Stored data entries

________________________

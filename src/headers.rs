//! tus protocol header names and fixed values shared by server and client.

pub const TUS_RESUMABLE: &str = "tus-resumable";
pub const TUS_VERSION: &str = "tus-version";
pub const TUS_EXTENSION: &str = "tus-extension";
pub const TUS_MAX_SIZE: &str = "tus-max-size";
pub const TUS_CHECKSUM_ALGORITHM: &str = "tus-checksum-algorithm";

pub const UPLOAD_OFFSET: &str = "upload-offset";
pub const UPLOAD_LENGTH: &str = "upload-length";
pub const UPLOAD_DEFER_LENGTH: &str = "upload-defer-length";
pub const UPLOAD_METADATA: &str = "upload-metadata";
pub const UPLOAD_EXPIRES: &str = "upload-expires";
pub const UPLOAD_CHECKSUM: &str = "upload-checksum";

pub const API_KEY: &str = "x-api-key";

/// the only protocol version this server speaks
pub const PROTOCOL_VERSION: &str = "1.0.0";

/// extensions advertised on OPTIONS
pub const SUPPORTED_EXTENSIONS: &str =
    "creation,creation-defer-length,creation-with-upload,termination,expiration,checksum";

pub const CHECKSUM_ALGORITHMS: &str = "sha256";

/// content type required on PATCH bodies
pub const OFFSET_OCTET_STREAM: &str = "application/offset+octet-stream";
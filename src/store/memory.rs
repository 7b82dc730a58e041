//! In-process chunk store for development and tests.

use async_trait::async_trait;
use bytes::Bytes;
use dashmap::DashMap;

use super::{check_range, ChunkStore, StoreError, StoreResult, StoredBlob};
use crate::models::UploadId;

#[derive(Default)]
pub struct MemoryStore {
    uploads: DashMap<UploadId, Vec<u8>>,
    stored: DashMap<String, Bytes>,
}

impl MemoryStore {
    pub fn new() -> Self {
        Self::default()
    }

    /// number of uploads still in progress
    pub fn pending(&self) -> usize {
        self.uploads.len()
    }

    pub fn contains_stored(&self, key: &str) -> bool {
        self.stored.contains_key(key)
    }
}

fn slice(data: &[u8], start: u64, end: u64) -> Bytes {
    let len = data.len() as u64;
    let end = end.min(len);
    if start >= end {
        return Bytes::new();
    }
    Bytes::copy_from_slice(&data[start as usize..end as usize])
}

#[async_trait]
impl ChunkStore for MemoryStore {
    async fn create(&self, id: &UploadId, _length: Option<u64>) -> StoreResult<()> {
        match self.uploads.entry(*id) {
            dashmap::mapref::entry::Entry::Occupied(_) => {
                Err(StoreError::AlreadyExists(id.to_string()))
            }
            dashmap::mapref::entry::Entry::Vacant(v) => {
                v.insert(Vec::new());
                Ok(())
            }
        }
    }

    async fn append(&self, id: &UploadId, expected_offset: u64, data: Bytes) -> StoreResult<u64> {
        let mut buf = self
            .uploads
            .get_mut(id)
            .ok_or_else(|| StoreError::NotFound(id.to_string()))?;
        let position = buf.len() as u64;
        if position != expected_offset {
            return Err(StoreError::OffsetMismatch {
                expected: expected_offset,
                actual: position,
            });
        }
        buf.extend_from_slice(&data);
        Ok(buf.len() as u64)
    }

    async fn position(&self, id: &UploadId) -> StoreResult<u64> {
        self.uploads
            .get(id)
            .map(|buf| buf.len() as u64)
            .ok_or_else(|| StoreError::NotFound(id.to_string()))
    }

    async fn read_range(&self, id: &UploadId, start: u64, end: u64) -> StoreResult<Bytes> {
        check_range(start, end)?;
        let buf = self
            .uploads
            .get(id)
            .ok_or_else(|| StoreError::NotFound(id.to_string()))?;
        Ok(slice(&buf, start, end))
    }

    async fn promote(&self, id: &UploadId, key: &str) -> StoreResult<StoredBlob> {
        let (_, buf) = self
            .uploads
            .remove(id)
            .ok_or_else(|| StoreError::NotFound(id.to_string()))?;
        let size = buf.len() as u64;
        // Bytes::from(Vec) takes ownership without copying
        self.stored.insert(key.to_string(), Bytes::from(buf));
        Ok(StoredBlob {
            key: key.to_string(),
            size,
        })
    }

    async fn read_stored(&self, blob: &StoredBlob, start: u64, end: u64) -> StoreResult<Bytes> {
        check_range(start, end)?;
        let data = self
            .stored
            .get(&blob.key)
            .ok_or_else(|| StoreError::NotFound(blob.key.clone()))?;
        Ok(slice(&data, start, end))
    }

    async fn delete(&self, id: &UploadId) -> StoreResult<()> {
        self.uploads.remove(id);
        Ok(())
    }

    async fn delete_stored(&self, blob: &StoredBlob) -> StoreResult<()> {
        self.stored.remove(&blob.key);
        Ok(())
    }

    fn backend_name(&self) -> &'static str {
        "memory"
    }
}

________________________

| What you should do |
Of the lines above, extract only those from the line with "pub const UPLOAD_EXPIRES: &str" to the line with "use dashmap::DashMap;", both included, exactly as written.

| Answer to the exercise |
pub const UPLOAD_EXPIRES: &str = "upload-expires";
pub const UPLOAD_CHECKSUM: &str = "upload-checksum";

pub const API_KEY: &str = "x-api-key";

/// the only protocol version this server speaks
pub const PROTOCOL_VERSION: &str = "1.0.0";

/// extensions advertised on OPTIONS
pub const SUPPORTED_EXTENSIONS: &str =
    "creation,creation-defer-length,creation-with-upload,termination,expiration,checksum";

pub const CHECKSUM_ALGORITHMS: &str = "sha256";

/// content type required on PATCH bodies
pub const OFFSET_OCTET_STREAM: &str = "application/offset+octet-stream";
filename src/store/memory.rs
repository 7b82dc730a58e041
//! In-process chunk store for development and tests.

use async_trait::async_trait;
use bytes::Bytes;
use dashmap::DashMap;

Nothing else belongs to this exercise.